## THE DATA:
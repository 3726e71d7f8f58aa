//! Target module data model
//!
//! A typed, SSA-style representation that mirrors LLVM's textual IR closely
//! enough that [`printer`] can write it out directly. Pointers are typed
//! (`i8*`, `double*`), which keeps every load, store and address computation
//! self-describing.

pub mod builder;
pub mod printer;

/// A compiled module
#[derive(Debug, Clone, PartialEq)]
pub struct Module {
    /// Module identifier written in the header comment
    pub name: String,
    /// Source file the module was compiled from
    pub source_filename: String,
    /// Target triple
    pub target_triple: String,
    /// Private constant byte buffers
    pub globals: Vec<Global>,
    /// External functions referenced but not defined here
    pub declarations: Vec<Declaration>,
    /// Functions defined in this module
    pub functions: Vec<Function>,
}

/// An immutable global byte buffer
#[derive(Debug, Clone, PartialEq)]
pub struct Global {
    /// Global name, without the `@` sigil
    pub name: String,
    /// Bytes including the trailing NUL
    pub bytes: Vec<u8>,
}

impl Global {
    /// Type of the buffer itself, `[N x i8]`.
    pub fn ty(&self) -> Type {
        Type::Array(self.bytes.len(), Box::new(Type::I8))
    }

    /// Value naming the buffer's address.
    pub fn address(&self) -> Value {
        Value::Global {
            name: self.name.clone(),
            ty: Type::pointer_to(self.ty()),
        }
    }
}

/// External function declaration
#[derive(Debug, Clone, PartialEq)]
pub struct Declaration {
    /// Symbol name
    pub name: String,
    /// Signature
    pub signature: FunctionType,
}

/// A function signature
#[derive(Debug, Clone, PartialEq)]
pub struct FunctionType {
    /// Return type
    pub ret: Type,
    /// Fixed parameter types
    pub params: Vec<Type>,
    /// Whether extra arguments may follow the fixed ones
    pub variadic: bool,
}

impl FunctionType {
    /// Signature with a fixed parameter list.
    pub fn new(ret: Type, params: Vec<Type>) -> Self {
        Self {
            ret,
            params,
            variadic: false,
        }
    }

    /// Signature accepting extra trailing arguments.
    pub fn variadic(ret: Type, params: Vec<Type>) -> Self {
        Self {
            ret,
            params,
            variadic: true,
        }
    }
}

/// A function definition
#[derive(Debug, Clone, PartialEq)]
pub struct Function {
    /// Function name
    pub name: String,
    /// Parameters
    pub params: Vec<Parameter>,
    /// Return type
    pub return_type: Type,
    /// Basic blocks; the first one is the entry block
    pub blocks: Vec<BasicBlock>,
}

/// Function parameter
#[derive(Debug, Clone, PartialEq)]
pub struct Parameter {
    /// Parameter name
    pub name: String,
    /// Parameter type
    pub ty: Type,
}

impl Parameter {
    /// The incoming argument as a value.
    pub fn value(&self) -> Value {
        Value::Local {
            name: self.name.clone(),
            ty: self.ty.clone(),
        }
    }
}

/// A basic block (straight-line code with no branches except at the end)
#[derive(Debug, Clone, PartialEq)]
pub struct BasicBlock {
    /// Block label
    pub label: String,
    /// Instructions in this block
    pub instructions: Vec<Instruction>,
    /// Block terminator
    pub terminator: Terminator,
}

/// IR instruction
#[derive(Debug, Clone, PartialEq)]
pub enum Instruction {
    /// Reserve a stack slot
    Alloca { dest: String, ty: Type },
    /// Load through a pointer
    Load { dest: String, ty: Type, ptr: Value },
    /// Store through a pointer
    Store { value: Value, ptr: Value },
    /// Arithmetic on two operands of the same type
    Binary {
        dest: String,
        op: BinOp,
        lhs: Value,
        rhs: Value,
    },
    /// Signed integer comparison producing `i1`
    ICmp {
        dest: String,
        pred: IntPredicate,
        lhs: Value,
        rhs: Value,
    },
    /// Unordered floating comparison producing `i1`
    FCmp {
        dest: String,
        pred: FloatPredicate,
        lhs: Value,
        rhs: Value,
    },
    /// Conversion between types
    Cast {
        dest: String,
        op: CastOp,
        value: Value,
        to: Type,
    },
    /// Address arithmetic
    GetElementPtr {
        dest: String,
        result: Type,
        base: Value,
        indices: Vec<Value>,
        inbounds: bool,
    },
    /// Function call
    Call {
        dest: Option<String>,
        callee: String,
        signature: FunctionType,
        args: Vec<Value>,
    },
}

/// Block terminator (control flow)
#[derive(Debug, Clone, PartialEq)]
pub enum Terminator {
    /// Return from function
    Return(Option<Value>),
    /// Unconditional branch
    Branch { target: String },
    /// Conditional branch
    CondBranch {
        cond: Value,
        then_block: String,
        else_block: String,
    },
    /// Unreachable code; also the state of a block nobody has terminated yet
    Unreachable,
}

/// Arithmetic operation
#[derive(Debug, Clone, Copy, PartialEq, Eq)]
pub enum BinOp {
    Add,
    Sub,
    Mul,
    SDiv,
    SRem,
    FAdd,
    FSub,
    FMul,
    FDiv,
    FRem,
}

/// Signed integer comparison
#[derive(Debug, Clone, Copy, PartialEq, Eq)]
pub enum IntPredicate {
    Eq,
    Ne,
    Slt,
    Sle,
    Sgt,
    Sge,
}

/// Unordered floating comparison (true if either side is NaN)
#[derive(Debug, Clone, Copy, PartialEq, Eq)]
pub enum FloatPredicate {
    Ueq,
    Une,
    Ult,
    Ule,
    Ugt,
    Uge,
}

/// Conversion opcode
#[derive(Debug, Clone, Copy, PartialEq, Eq)]
pub enum CastOp {
    SiToFp,
    FpToSi,
    UiToFp,
    ZExt,
    SExt,
    Bitcast,
}

/// IR value
#[derive(Debug, Clone, PartialEq)]
pub enum Value {
    /// Function-local name (`%name`)
    Local { name: String, ty: Type },
    /// Module-level name (`@name`)
    Global { name: String, ty: Type },
    /// Integer constant of the given integer type
    Int { ty: Type, value: i64 },
    /// `double` constant
    Double(f64),
    /// Null pointer of the given pointer type
    Null(Type),
}

impl Value {
    /// `i32` constant.
    pub fn i32(value: i32) -> Self {
        Value::Int {
            ty: Type::I32,
            value: i64::from(value),
        }
    }

    /// Type of the value.
    pub fn ty(&self) -> Type {
        match self {
            Value::Local { ty, .. } | Value::Global { ty, .. } | Value::Int { ty, .. } => {
                ty.clone()
            }
            Value::Double(_) => Type::Double,
            Value::Null(ty) => ty.clone(),
        }
    }
}

/// IR type
#[derive(Debug, Clone, PartialEq, Eq, Hash)]
pub enum Type {
    /// Void (no value)
    Void,
    /// Truth value
    I1,
    /// Byte
    I8,
    /// 32-bit integer
    I32,
    /// 64-bit integer
    I64,
    /// 64-bit float
    Double,
    /// Pointer to type
    Ptr(Box<Type>),
    /// Fixed-length array `[N x T]`
    Array(usize, Box<Type>),
}

impl Type {
    /// `T*` for the given `T`.
    pub fn pointer_to(ty: Type) -> Self {
        Type::Ptr(Box::new(ty))
    }

    /// `i8*`, the type of every string and heap block.
    pub fn byte_ptr() -> Self {
        Type::pointer_to(Type::I8)
    }

    /// Type a pointer points at, if this is a pointer.
    pub fn pointee(&self) -> Option<&Type> {
        match self {
            Type::Ptr(inner) => Some(inner),
            _ => None,
        }
    }

    /// Element type of a pointer or array.
    pub fn element(&self) -> Option<&Type> {
        match self {
            Type::Ptr(inner) | Type::Array(_, inner) => Some(inner),
            _ => None,
        }
    }
}

impl Module {
    /// Create a new empty module
    pub fn new(name: impl Into<String>, target_triple: impl Into<String>) -> Self {
        let name = name.into();
        Self {
            source_filename: name.clone(),
            name,
            target_triple: target_triple.into(),
            globals: Vec::new(),
            declarations: Vec::new(),
            functions: Vec::new(),
        }
    }

    /// Look up a defined function by name.
    pub fn function(&self, name: &str) -> Option<&Function> {
        self.functions.iter().find(|func| func.name == name)
    }
}

impl Function {
    /// Create a new function
    pub fn new(name: impl Into<String>, params: Vec<Parameter>, return_type: Type) -> Self {
        Self {
            name: name.into(),
            params,
            return_type,
            blocks: Vec::new(),
        }
    }

    /// Look up a block by label.
    pub fn block(&self, label: &str) -> Option<&BasicBlock> {
        self.blocks.iter().find(|block| block.label == label)
    }

    /// All instructions in block order.
    pub fn instructions(&self) -> impl Iterator<Item = &Instruction> {
        self.blocks.iter().flat_map(|block| block.instructions.iter())
    }
}

impl BasicBlock {
    /// Create a new basic block
    pub fn new(label: impl Into<String>) -> Self {
        Self {
            label: label.into(),
            instructions: Vec::new(),
            terminator: Terminator::Unreachable,
        }
    }

    /// Whether a terminator other than the placeholder has been set.
    pub fn is_terminated(&self) -> bool {
        !matches!(self.terminator, Terminator::Unreachable)
    }
}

## PROBLEM:
Reproduce exactly every line that sits between the start of the entries and the line bearing "Pointers are typed", counting both of those lines.

## SOLUTION FOR THIS TASK:
repository 3726e71d7f8f58aa
//! Target module data model
//!
//! A typed, SSA-style representation that mirrors LLVM's textual IR closely
//! enough that [`printer`] can write it out directly. Pointers are typed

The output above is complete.